━━━ Records for the task
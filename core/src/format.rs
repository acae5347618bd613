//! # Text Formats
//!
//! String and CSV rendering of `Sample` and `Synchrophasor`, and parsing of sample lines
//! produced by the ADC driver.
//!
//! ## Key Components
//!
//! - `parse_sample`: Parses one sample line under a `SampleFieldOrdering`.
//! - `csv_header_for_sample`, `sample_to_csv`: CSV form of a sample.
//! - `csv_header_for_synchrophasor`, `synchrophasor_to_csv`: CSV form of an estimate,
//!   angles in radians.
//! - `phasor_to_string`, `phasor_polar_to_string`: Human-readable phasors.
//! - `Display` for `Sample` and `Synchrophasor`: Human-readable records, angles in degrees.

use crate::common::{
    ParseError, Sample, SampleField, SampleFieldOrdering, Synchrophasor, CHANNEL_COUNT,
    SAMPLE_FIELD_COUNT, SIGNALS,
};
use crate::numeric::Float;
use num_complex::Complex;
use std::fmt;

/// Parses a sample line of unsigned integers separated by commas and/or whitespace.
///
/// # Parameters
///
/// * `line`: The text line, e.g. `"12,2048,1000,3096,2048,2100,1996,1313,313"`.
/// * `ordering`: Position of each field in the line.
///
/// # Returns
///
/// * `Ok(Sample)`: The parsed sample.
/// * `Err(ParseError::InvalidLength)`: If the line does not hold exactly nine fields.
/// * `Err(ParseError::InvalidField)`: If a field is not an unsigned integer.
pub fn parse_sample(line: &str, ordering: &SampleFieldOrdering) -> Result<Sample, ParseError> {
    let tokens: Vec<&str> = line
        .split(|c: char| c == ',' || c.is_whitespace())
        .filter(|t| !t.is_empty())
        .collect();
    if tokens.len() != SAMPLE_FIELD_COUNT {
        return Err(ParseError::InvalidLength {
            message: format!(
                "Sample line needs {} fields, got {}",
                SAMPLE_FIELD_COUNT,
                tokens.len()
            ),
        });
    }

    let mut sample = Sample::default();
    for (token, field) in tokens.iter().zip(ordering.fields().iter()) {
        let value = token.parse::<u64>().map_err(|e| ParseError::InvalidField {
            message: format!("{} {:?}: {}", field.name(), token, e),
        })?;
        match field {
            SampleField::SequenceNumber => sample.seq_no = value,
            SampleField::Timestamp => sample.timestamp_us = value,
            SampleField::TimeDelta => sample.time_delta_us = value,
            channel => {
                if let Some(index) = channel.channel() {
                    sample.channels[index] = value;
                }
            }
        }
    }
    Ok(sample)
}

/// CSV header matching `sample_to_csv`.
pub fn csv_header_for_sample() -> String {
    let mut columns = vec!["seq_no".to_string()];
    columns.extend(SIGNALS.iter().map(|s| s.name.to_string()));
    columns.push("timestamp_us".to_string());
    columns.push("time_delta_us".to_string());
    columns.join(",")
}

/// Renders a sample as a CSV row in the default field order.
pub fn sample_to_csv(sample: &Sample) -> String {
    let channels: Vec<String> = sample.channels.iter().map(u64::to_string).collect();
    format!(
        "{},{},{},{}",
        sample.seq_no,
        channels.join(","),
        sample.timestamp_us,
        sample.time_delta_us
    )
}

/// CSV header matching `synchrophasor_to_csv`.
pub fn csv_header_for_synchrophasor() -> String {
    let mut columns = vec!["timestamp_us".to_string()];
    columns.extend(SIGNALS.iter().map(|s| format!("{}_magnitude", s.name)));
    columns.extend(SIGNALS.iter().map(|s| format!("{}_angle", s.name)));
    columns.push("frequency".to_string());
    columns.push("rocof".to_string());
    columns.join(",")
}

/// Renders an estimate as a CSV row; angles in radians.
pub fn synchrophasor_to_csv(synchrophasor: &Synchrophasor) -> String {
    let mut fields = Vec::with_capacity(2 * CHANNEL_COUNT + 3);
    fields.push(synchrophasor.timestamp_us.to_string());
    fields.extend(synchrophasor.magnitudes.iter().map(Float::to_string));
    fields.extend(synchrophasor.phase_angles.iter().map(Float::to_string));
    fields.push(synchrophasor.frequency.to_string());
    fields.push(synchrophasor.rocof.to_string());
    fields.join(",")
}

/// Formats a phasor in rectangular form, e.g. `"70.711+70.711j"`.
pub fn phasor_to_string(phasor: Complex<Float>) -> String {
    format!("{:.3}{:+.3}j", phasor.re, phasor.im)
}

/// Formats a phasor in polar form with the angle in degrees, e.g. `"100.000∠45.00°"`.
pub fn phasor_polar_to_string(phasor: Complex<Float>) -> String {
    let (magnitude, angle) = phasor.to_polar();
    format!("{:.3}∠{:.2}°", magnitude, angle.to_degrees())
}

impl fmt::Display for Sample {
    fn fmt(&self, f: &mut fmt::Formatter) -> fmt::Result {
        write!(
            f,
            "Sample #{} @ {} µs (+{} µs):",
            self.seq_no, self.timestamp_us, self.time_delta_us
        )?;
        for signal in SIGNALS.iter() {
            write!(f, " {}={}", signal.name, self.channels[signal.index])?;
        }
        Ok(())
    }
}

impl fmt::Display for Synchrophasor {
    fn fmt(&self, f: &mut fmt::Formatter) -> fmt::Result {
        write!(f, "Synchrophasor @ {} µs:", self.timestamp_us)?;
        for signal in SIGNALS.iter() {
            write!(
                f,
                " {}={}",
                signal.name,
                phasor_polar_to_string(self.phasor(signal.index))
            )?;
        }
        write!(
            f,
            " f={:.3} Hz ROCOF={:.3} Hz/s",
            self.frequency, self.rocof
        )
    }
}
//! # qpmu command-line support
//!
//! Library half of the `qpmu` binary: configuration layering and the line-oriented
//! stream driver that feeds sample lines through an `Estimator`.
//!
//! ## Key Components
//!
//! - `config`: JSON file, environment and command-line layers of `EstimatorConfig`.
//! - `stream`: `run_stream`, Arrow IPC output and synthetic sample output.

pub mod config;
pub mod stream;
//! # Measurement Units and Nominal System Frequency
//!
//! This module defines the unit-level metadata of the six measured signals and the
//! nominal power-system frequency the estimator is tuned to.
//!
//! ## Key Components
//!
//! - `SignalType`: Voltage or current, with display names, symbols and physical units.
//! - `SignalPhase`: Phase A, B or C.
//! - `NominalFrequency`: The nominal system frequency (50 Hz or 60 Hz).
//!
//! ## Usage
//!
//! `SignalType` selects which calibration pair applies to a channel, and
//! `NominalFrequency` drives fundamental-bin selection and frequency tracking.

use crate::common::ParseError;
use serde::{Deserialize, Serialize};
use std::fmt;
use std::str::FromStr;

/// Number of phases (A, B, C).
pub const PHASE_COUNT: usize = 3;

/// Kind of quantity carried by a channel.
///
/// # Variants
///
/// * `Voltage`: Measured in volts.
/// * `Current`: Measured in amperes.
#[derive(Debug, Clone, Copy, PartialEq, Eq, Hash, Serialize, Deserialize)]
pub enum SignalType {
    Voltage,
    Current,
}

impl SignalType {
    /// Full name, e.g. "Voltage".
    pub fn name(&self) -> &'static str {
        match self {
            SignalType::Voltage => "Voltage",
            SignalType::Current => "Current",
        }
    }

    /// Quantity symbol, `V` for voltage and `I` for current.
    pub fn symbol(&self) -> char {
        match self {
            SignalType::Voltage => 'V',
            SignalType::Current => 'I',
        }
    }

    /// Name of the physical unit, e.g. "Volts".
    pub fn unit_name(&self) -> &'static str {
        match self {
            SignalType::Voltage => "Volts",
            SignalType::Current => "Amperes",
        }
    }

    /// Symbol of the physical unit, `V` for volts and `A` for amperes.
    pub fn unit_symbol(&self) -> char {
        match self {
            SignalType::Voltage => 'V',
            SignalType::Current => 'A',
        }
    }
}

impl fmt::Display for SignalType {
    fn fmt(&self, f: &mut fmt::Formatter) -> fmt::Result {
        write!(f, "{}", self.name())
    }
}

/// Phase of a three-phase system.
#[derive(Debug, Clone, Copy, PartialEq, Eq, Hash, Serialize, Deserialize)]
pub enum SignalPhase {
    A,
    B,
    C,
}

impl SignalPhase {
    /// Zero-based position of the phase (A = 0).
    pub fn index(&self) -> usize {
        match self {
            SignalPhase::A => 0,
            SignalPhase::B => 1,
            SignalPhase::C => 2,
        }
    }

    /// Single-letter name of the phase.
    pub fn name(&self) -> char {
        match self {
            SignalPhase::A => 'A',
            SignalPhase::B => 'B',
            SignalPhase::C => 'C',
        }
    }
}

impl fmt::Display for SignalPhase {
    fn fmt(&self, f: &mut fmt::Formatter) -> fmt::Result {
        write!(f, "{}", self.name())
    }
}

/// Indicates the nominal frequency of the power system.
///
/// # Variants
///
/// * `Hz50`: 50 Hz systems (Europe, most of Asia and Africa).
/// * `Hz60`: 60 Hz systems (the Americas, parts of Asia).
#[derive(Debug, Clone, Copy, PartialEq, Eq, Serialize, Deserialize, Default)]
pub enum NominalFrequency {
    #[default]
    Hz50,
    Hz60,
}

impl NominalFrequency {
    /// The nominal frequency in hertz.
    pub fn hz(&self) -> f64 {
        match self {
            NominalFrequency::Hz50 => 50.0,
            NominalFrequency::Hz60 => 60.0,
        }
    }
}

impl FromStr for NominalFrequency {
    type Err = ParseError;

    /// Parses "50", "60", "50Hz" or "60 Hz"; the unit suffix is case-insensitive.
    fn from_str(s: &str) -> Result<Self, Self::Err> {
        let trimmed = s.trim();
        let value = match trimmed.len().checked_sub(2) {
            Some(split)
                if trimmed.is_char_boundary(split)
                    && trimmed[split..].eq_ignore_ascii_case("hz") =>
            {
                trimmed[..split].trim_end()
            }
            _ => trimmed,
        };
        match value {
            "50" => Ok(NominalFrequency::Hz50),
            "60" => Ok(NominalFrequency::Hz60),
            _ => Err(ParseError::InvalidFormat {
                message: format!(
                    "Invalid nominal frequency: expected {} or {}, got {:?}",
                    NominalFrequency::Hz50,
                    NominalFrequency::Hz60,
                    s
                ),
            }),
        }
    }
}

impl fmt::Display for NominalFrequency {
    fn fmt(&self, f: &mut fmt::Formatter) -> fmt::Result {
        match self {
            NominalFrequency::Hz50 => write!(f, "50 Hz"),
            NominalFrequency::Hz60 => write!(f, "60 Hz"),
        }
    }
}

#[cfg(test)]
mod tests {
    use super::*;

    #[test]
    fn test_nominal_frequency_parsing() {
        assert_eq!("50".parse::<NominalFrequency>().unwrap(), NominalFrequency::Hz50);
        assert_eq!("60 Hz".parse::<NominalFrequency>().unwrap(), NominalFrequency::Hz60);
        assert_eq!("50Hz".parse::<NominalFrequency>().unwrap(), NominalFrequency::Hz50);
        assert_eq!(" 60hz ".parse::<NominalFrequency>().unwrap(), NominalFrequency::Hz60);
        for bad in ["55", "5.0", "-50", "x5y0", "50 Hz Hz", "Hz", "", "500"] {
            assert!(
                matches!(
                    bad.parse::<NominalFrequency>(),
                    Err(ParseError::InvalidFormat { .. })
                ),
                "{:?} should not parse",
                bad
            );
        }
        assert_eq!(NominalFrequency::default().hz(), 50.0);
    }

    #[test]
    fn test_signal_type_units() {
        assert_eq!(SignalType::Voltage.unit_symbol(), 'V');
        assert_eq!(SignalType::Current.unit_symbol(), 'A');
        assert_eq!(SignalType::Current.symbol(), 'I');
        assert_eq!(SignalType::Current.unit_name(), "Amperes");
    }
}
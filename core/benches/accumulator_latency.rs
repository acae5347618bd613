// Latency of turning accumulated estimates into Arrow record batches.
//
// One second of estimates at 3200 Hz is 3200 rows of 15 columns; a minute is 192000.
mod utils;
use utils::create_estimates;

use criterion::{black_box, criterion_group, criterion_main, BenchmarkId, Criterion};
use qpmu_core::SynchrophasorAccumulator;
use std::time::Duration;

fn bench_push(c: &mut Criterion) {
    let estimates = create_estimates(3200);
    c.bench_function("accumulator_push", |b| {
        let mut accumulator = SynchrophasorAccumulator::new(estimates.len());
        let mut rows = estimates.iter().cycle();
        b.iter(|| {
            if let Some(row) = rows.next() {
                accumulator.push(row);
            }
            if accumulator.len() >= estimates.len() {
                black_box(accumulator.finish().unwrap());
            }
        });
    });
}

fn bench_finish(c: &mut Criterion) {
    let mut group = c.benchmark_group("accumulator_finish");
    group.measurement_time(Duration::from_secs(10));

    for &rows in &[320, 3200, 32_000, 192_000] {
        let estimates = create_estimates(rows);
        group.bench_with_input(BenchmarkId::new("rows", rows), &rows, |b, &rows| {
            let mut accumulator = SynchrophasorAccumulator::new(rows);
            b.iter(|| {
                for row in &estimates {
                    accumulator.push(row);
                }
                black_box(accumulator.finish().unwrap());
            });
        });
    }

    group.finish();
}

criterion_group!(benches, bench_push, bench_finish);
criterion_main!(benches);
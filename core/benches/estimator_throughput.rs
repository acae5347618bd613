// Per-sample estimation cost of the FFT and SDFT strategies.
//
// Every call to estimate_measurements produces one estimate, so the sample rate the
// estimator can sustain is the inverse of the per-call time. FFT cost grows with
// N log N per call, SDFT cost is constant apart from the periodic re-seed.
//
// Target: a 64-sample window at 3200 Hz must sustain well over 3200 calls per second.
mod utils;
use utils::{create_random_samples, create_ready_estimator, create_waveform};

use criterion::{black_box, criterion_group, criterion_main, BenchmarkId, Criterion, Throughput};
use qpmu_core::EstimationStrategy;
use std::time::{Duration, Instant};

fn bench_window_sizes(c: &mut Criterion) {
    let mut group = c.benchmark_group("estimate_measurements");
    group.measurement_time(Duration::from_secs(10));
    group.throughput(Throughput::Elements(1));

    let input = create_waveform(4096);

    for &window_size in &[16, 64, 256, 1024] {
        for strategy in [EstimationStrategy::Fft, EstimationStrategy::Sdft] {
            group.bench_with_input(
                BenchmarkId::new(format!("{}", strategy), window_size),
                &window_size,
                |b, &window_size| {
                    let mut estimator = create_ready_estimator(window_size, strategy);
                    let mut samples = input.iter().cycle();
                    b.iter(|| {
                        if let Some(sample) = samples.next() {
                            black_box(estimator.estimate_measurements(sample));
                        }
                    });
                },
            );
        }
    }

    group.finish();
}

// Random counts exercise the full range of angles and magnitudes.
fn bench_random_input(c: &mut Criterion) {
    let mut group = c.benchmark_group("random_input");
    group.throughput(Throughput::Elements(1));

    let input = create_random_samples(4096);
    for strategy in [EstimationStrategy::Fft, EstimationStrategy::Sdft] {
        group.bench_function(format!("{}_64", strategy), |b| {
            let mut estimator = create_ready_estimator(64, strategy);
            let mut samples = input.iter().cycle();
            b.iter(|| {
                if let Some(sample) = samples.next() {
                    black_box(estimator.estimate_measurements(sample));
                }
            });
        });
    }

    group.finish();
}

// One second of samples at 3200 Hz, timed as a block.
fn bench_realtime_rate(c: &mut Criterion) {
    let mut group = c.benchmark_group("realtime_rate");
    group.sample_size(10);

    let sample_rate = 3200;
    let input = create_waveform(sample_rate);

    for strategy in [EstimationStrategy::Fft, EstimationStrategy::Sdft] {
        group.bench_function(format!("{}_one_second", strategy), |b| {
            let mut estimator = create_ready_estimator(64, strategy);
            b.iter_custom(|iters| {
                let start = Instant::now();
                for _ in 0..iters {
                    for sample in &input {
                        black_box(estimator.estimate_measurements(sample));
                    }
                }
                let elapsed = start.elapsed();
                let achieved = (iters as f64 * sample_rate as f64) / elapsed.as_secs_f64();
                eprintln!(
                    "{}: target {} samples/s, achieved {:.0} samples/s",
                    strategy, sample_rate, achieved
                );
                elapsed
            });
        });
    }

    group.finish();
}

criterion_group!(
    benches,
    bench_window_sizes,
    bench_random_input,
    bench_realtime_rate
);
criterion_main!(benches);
━━━━━━
Problem description | Find each line in the listing above that contains "SignalPhase", and copy that line.

Worked solution |
//! - `SignalPhase`: Phase A, B or C.
pub enum SignalPhase {
impl SignalPhase {
            SignalPhase::A => 0,
            SignalPhase::B => 1,
            SignalPhase::C => 2,
            SignalPhase::A => 'A',
            SignalPhase::B => 'B',
            SignalPhase::C => 'C',
impl fmt::Display for SignalPhase {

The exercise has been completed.